# Snowboarding helmets for mountain biking.



## kjlued (Jun 23, 2011)

Thinking ahead for next winter, I was thinking about the possibility of getting a snowboarding helmet to keep my noggin warmer while riding in the winter. 
The reason I ask now is I figure in a month or two these will be clearing out and I can probably pick one up cheap. 

Will these offer the same level of protection as a mountain bike helmet?
They appear to cover all the same spots. 

Also what about being too warm? 
Snow boarders usually are doing their thing in colder weather plus they are not warming their body heat by pushing pedals. 

Never wore one before as I don't ski or snow board so I really don't know if this is a good idea or not. 

Input please.


----------



## patineto (Oct 28, 2005)

I use my Giro with my fatbike and if anything is a little to warm, even with the vent holes open (it has a way to keep them closed)


----------



## Dresdenlock (Aug 10, 2009)

Not too long ago I went riding in the cold..I took 2 helmets..one of them was a downhill helmet and the other was my xc helmet..it takes about 2 miles to get to the trailhead...I used that time as a test to see how warm I would get wearing that helmet..when I got to the trailhead..I about burnt up..I was very very hot..so I rode back to the car and switched helmets..it felt soo much better...I dont think getting that helmet will be a good idea..for one thing mtbers are moving around alot more...I think you will get too hot with a snowboarder helmet...jmo....if you are getting too cold..just get one of those skull caps..I have one..used it once..it was just too hot.


----------



## cyclelicious (Oct 7, 2008)

*Snowboarding helmets for mountain biking*

I have worn my Giro downhill skiing helmet on a couple of extremely cold rides (-15 to -20C). It was fine. But my preference is my Giro all mountain with a merino wool toque. The ski helmet with the extra padding didn't;t offer any more additional warmth.


----------



## kjlued (Jun 23, 2011)

Cool

Almost never gets that cold here. 
20's and 30's (Farrenheit) is the norm with rare occasions it may get a little colder. 
I currently wear my little ninja mask I have for my motorcycle but I prefer my face not being covered. 

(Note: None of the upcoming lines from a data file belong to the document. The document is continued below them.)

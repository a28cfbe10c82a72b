use std::sync::Arc;
use std::time::Duration;

use crate::error::{DispatchError, Result};

/// The closed set of labels a job can be tagged with.
///
/// Cloning is cheap; every clone shares the same labels.
#[derive(Debug, Clone, PartialEq, Eq)]
pub struct CategorySet {
    labels: Arc<[Arc<str>]>,
}

impl CategorySet {
    /// Build a set from labels, keeping first-seen order and dropping duplicates.
    pub fn new<I, S>(labels: I) -> Result<Self>
    where
        I: IntoIterator<Item = S>,
        S: AsRef<str>,
    {
        let mut unique: Vec<Arc<str>> = Vec::new();
        for label in labels {
            let label = label.as_ref().trim();
            if label.is_empty() {
                return Err(DispatchError::InvalidConfig(
                    "job categories must not be empty".to_string(),
                ));
            }
            if !unique.iter().any(|existing| &**existing == label) {
                unique.push(Arc::from(label));
            }
        }

        if unique.is_empty() {
            return Err(DispatchError::InvalidConfig(
                "at least one job category is required".to_string(),
            ));
        }

        Ok(Self {
            labels: unique.into(),
        })
    }

    pub fn len(&self) -> usize {
        self.labels.len()
    }

    /// Always false; construction rejects empty sets.
    pub fn is_empty(&self) -> bool {
        self.labels.is_empty()
    }

    pub fn get(&self, index: usize) -> Option<&Arc<str>> {
        self.labels.get(index)
    }

    pub fn contains(&self, label: &str) -> bool {
        self.labels.iter().any(|l| &**l == label)
    }

    pub fn iter(&self) -> impl Iterator<Item = &Arc<str>> {
        self.labels.iter()
    }
}

/// One unit of simulated work. Immutable once created.
#[derive(Debug, Clone, PartialEq, Eq)]
pub struct Job {
    category: Arc<str>,
    duration: Duration,
}

impl Job {
    pub fn new(category: impl Into<Arc<str>>, duration: Duration) -> Self {
        Self {
            category: category.into(),
            duration,
        }
    }

    pub fn category(&self) -> &str {
        &self.category
    }

    /// Shared handle to the category label, for callers that outlive the job
    pub fn category_label(&self) -> Arc<str> {
        Arc::clone(&self.category)
    }

    /// How long a worker is suspended while "processing" this job
    pub fn duration(&self) -> Duration {
        self.duration
    }
}
use thiserror::Error;

#[derive(Error, Debug)]
pub enum DispatchError {
    #[error("Invalid configuration: {0}")]
    InvalidConfig(String),

    #[error("Metrics error: {0}")]
    Metrics(#[from] prometheus::Error),

    #[error("Metrics encoding produced invalid UTF-8: {0}")]
    MetricsEncoding(#[from] std::string::FromUtf8Error),

    #[error("I/O error: {0}")]
    Io(#[from] std::io::Error),

    #[error("Work queue closed")]
    QueueClosed,

    #[error("Task {0} exited unexpectedly")]
    TaskExited(String),

    #[error("Task panicked: {0}")]
    TaskPanicked(String),
}

pub type Result<T> = std::result::Result<T, DispatchError>;
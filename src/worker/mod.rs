//! Job consumption for the dispatcher.
//!
//! - [`JobExecutor`]: performs the simulated work for one job
//! - [`WorkerPool`]: spawns the fixed set of workers
//! - [`run_worker`]: the per-worker loop (dequeue, execute, report)
//!
//! Each worker processes one job at a time to completion and then reports it
//! to the metrics sink: the processed counter goes up for its
//! `(worker_id, category)` and the in-flight gauge for the category goes down.

pub mod executor;
pub mod pool;

pub use executor::{ExecutionResult, JobExecutor};
pub use pool::{run_worker, WorkerPool};
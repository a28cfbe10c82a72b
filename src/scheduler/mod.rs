//! Job admission: the job model, the bounded work queue and the producer.

pub mod job;
pub mod queue;
pub mod source;

pub use job::{CategorySet, Job};
pub use queue::WorkQueue;
pub use source::{produce, JobSource, RandomJobSource};
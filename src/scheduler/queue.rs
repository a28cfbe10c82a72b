use std::sync::Arc;

use tokio::sync::{mpsc, Mutex};

use crate::error::{DispatchError, Result};
use crate::scheduler::job::Job;

/// Shared, bounded FIFO buffer between the producer and the workers.
///
/// This is the only backpressure mechanism in the dispatcher: `enqueue` waits
/// while the queue is full and `dequeue` waits while it is empty. Nothing is
/// ever rejected or dropped.
///
/// Handles are cheap to clone. The queue keeps its own sender, so the channel
/// stays open for as long as any handle exists.
#[derive(Debug, Clone)]
pub struct WorkQueue {
    tx: mpsc::Sender<Job>,
    rx: Arc<Mutex<mpsc::Receiver<Job>>>,
}

impl WorkQueue {
    pub fn with_capacity(capacity: usize) -> Result<Self> {
        if capacity == 0 {
            return Err(DispatchError::InvalidConfig(
                "queue capacity must be at least 1".to_string(),
            ));
        }
        let (tx, rx) = mpsc::channel(capacity);
        Ok(Self {
            tx,
            rx: Arc::new(Mutex::new(rx)),
        })
    }

    /// Push a job, waiting for a free slot if the queue is full.
    ///
    /// Cancel safe: if the future is dropped before completing, the job was
    /// not enqueued.
    pub async fn enqueue(&self, job: Job) -> Result<()> {
        self.tx
            .send(job)
            .await
            .map_err(|_| DispatchError::QueueClosed)
    }

    /// Remove the oldest job, waiting until one is available.
    ///
    /// Consumers are served in the order they started waiting. Cancel safe:
    /// dropping the future never loses a job.
    pub async fn dequeue(&self) -> Option<Job> {
        let mut rx = self.rx.lock().await;
        rx.recv().await
    }

    /// Number of jobs currently buffered
    pub fn len(&self) -> usize {
        self.tx.max_capacity() - self.tx.capacity()
    }

    pub fn is_empty(&self) -> bool {
        self.len() == 0
    }

    pub fn capacity(&self) -> usize {
        self.tx.max_capacity()
    }

    pub fn is_full(&self) -> bool {
        self.tx.capacity() == 0
    }
}
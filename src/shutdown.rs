use std::io;

use tokio::signal::unix::{signal, SignalKind};
use tokio_util::sync::CancellationToken;

/// Install a shutdown handler that listens for SIGTERM and SIGINT.
///
/// Returns a `CancellationToken` that is cancelled on the first of those
/// signals. The dispatcher stops its producer and workers on it and the
/// metrics server closes its listener. If the handlers cannot be installed
/// the error is logged and the token is only cancelled by its other holders.
pub fn install_shutdown_handler() -> CancellationToken {
    let token = CancellationToken::new();
    let on_signal = token.clone();

    tokio::spawn(async move {
        match wait_for_signal().await {
            Ok(name) => {
                tracing::info!(signal = name, "Shutdown signal received, stopping dispatcher");
                on_signal.cancel();
            }
            Err(e) => tracing::error!(error = %e, "Failed to install signal handlers"),
        }
    });

    token
}

/// Resolves with the name of the first termination signal delivered.
async fn wait_for_signal() -> io::Result<&'static str> {
    let mut sigterm = signal(SignalKind::terminate())?;
    let mut sigint = signal(SignalKind::interrupt())?;

    let name = tokio::select! {
        _ = sigterm.recv() => "SIGTERM",
        _ = sigint.recv() => "SIGINT",
    };
    Ok(name)
}
use std::net::SocketAddr;
use std::sync::Arc;

use clap::Parser;
use tracing_subscriber::EnvFilter;

use dispatch_lite::config::{DispatcherConfig, JobConfig, DEFAULT_CATEGORIES};
use dispatch_lite::dashboard::{run_dashboard, DashboardState};
use dispatch_lite::metrics::PrometheusSink;
use dispatch_lite::scheduler::{CategorySet, RandomJobSource};
use dispatch_lite::shutdown::install_shutdown_handler;
use dispatch_lite::Dispatcher;

#[derive(Parser, Debug)]
#[command(name = "dispatch-lite")]
#[command(version)]
#[command(about = "A bounded-concurrency job dispatcher with Prometheus metrics")]
struct Args {
    /// Number of workers to use
    #[arg(long, default_value = "10")]
    workers: usize,

    /// Port for the metrics endpoint
    #[arg(long, default_value = "9009")]
    metrics_port: u16,

    /// Number of jobs the work queue can hold
    #[arg(long, default_value = "10000")]
    queue_capacity: usize,

    /// Pause after each enqueued job, in milliseconds
    #[arg(long, default_value = "5")]
    pacing_ms: u64,

    /// Shortest simulated job duration, in milliseconds
    #[arg(long, default_value = "10")]
    min_duration_ms: u64,

    /// Longest simulated job duration, in milliseconds
    #[arg(long, default_value = "109")]
    max_duration_ms: u64,

    /// Job categories (comma-separated)
    #[arg(long, value_delimiter = ',')]
    categories: Vec<String>,

    /// How long to wait for workers on shutdown, in milliseconds
    #[arg(long, default_value = "5000")]
    shutdown_grace_ms: u64,
}

impl Args {
    fn dispatcher_config(&self) -> DispatcherConfig {
        let categories = if self.categories.is_empty() {
            DEFAULT_CATEGORIES.iter().map(|c| c.to_string()).collect()
        } else {
            self.categories.clone()
        };

        DispatcherConfig {
            worker_count: self.workers,
            queue_capacity: self.queue_capacity,
            shutdown_grace_ms: self.shutdown_grace_ms,
            jobs: JobConfig {
                categories,
                min_duration_ms: self.min_duration_ms,
                max_duration_ms: self.max_duration_ms,
                pacing_ms: self.pacing_ms,
            },
        }
    }
}

#[tokio::main]
async fn main() -> Result<(), Box<dyn std::error::Error>> {
    let args = Args::parse();

    tracing_subscriber::fmt()
        .with_env_filter(
            EnvFilter::try_from_default_env().unwrap_or_else(|_| EnvFilter::new("info")),
        )
        .init();

    let config = args.dispatcher_config();
    config.validate()?;

    let metrics_addr: SocketAddr = format!("0.0.0.0:{}", args.metrics_port).parse()?;
    let categories = CategorySet::new(&config.jobs.categories)?;

    tracing::info!(
        workers = config.worker_count,
        queue_capacity = config.queue_capacity,
        categories = ?categories.iter().map(|c| &**c).collect::<Vec<_>>(),
        metrics_addr = %metrics_addr,
        "Starting dispatch-lite"
    );

    let shutdown = install_shutdown_handler();
    let sink = Arc::new(PrometheusSink::new()?);
    let source = RandomJobSource::from_config(&config.jobs)?;
    let dispatcher = Dispatcher::new(config.clone(), sink.clone())?;

    let dashboard_state = DashboardState {
        sink,
        queue: dispatcher.queue(),
        categories,
        worker_count: config.worker_count,
        started_at: chrono::Utc::now(),
    };
    let dashboard_shutdown = shutdown.clone();
    let dashboard = tokio::spawn(async move {
        let server_shutdown = dashboard_shutdown.clone();
        if let Err(e) = run_dashboard(metrics_addr, dashboard_state, server_shutdown).await {
            tracing::error!(error = %e, "Metrics server failed");
            dashboard_shutdown.cancel();
        }
    });

    let result = dispatcher.run(source, shutdown.clone()).await;

    // A fatal dispatcher error leaves the caller's token untouched; stop the
    // metrics server too.
    shutdown.cancel();
    if let Err(e) = dashboard.await {
        tracing::warn!(error = %e, "Metrics server task ended abnormally");
    }

    result?;
    tracing::info!("Shutdown complete");
    Ok(())
}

I did figure they might be a little warm for my mountain biking in my area and it seems that is true. I will look in to skull caps. They will probably be cheaper anyways and I will get more use out of them. 

Thanks


----------



## rockhop (Mar 22, 2006)

cyclelicious said:


> my preference is my Giro all mountain with a merino wool toque


This. My Xen with a $10 thin poly / wool beanie is perfect for 25° temps. Also I think, but not sure, ski / boarding helmets have different standards though I'm not sure if they're comparable.


----------



## evasive (Feb 18, 2005)

A friend of mine rides (bike) and rides (snowboard) in the same Bern helmet, but I haven't done any homework on the relevant standards and whether they're comparable, identical or totally different.


----------



## HEGGA (Feb 29, 2012)

I'm not completely sure, but based on things I was reading about snowboarding vs bike helmets (first I started to snowboard then got in mountain biking) there shouldn't be much difference regarding to protection and snowboarding helmets would probably give more coverage down the neck and ofc they are much warmer. I think we can't compare mountain biking and snow helmets in general, but if we compare two models of the same manufacturer like Pro-tec classic, that is available in both Snow and Bike version, you could use snowboarding helmet for mountain biking but I don't think I would use bike helmet for snowboarding (vents don't have any coverage and would get filled with snow after the fall, no ear flaps so it would be much colder and would require a beanie under the helmet). I'm not sure about certification though, but I think it is safe to assume they should be approximately the same...


----------



## edle (Jul 18, 2012)

*I bought one a few days ago...It is a Briko Ski Helmet with vents.*

I bought one a few days ago. It was a Briko Ski Helmet with adjustment vents. I'm planning to use it on extreme cold day(-5 degree C or lower). It looks smart and warm, especially the ears area. Also it matches my Ti MTB really well. Regular cycling helmet won't work in winter since too much cold air go through your head and ears....It gave me a headache afterward(serious case of brain freeze).


----------



## CWM LAD (Feb 12, 2013)

i got a bern. will keep your head warm. dont like it tho, looks like im off horse riding


----------



## jonshonda (Apr 21, 2011)

I bought a Giro G9 on closeout along with Oakley Crowbar goggles and love it for COLD temps when I am not doing a lot of climbing or if I know it am gonna work hard. The Giro gets way too hot for me in those conditions, so instead of the Giro I will wear my regular mtb helmet with a headband to make sure my ears stay warm.


----------



## fxc3700 (Mar 20, 2008)

I vote for a full face helmet they are warmer and I like the extra protection and if I need more warmth I add a thin hat underneath.


----------



## XSportsSusan (Jan 30, 2013)

Bern makes a few helmets that meet CPSC/ASTM/EN 1077 (i.e., bike/skate/snow) safety standards. They're reasonably well ventilated; you just need to buy the winter liner to use it in colder weather.


----------



## brokebike (Jan 31, 2013)

I have a Bern Watts with the winter liner that I like to wear when it's cold. Damn, that winter liner sure is toasty, too!


----------



## NEOHIO Ray (Apr 3, 2013)

I just got a Bern Macon the other day I have not used it yet but plan to this weekend. The reviews on it were pretty good and likethe above post said it is safe for skate,snow, and bike. They make 3 diferant linners, one for winter, on for summer a visor, and I think one that holds head phones. It fits perfect, so I am pretty happy with it so far.


----------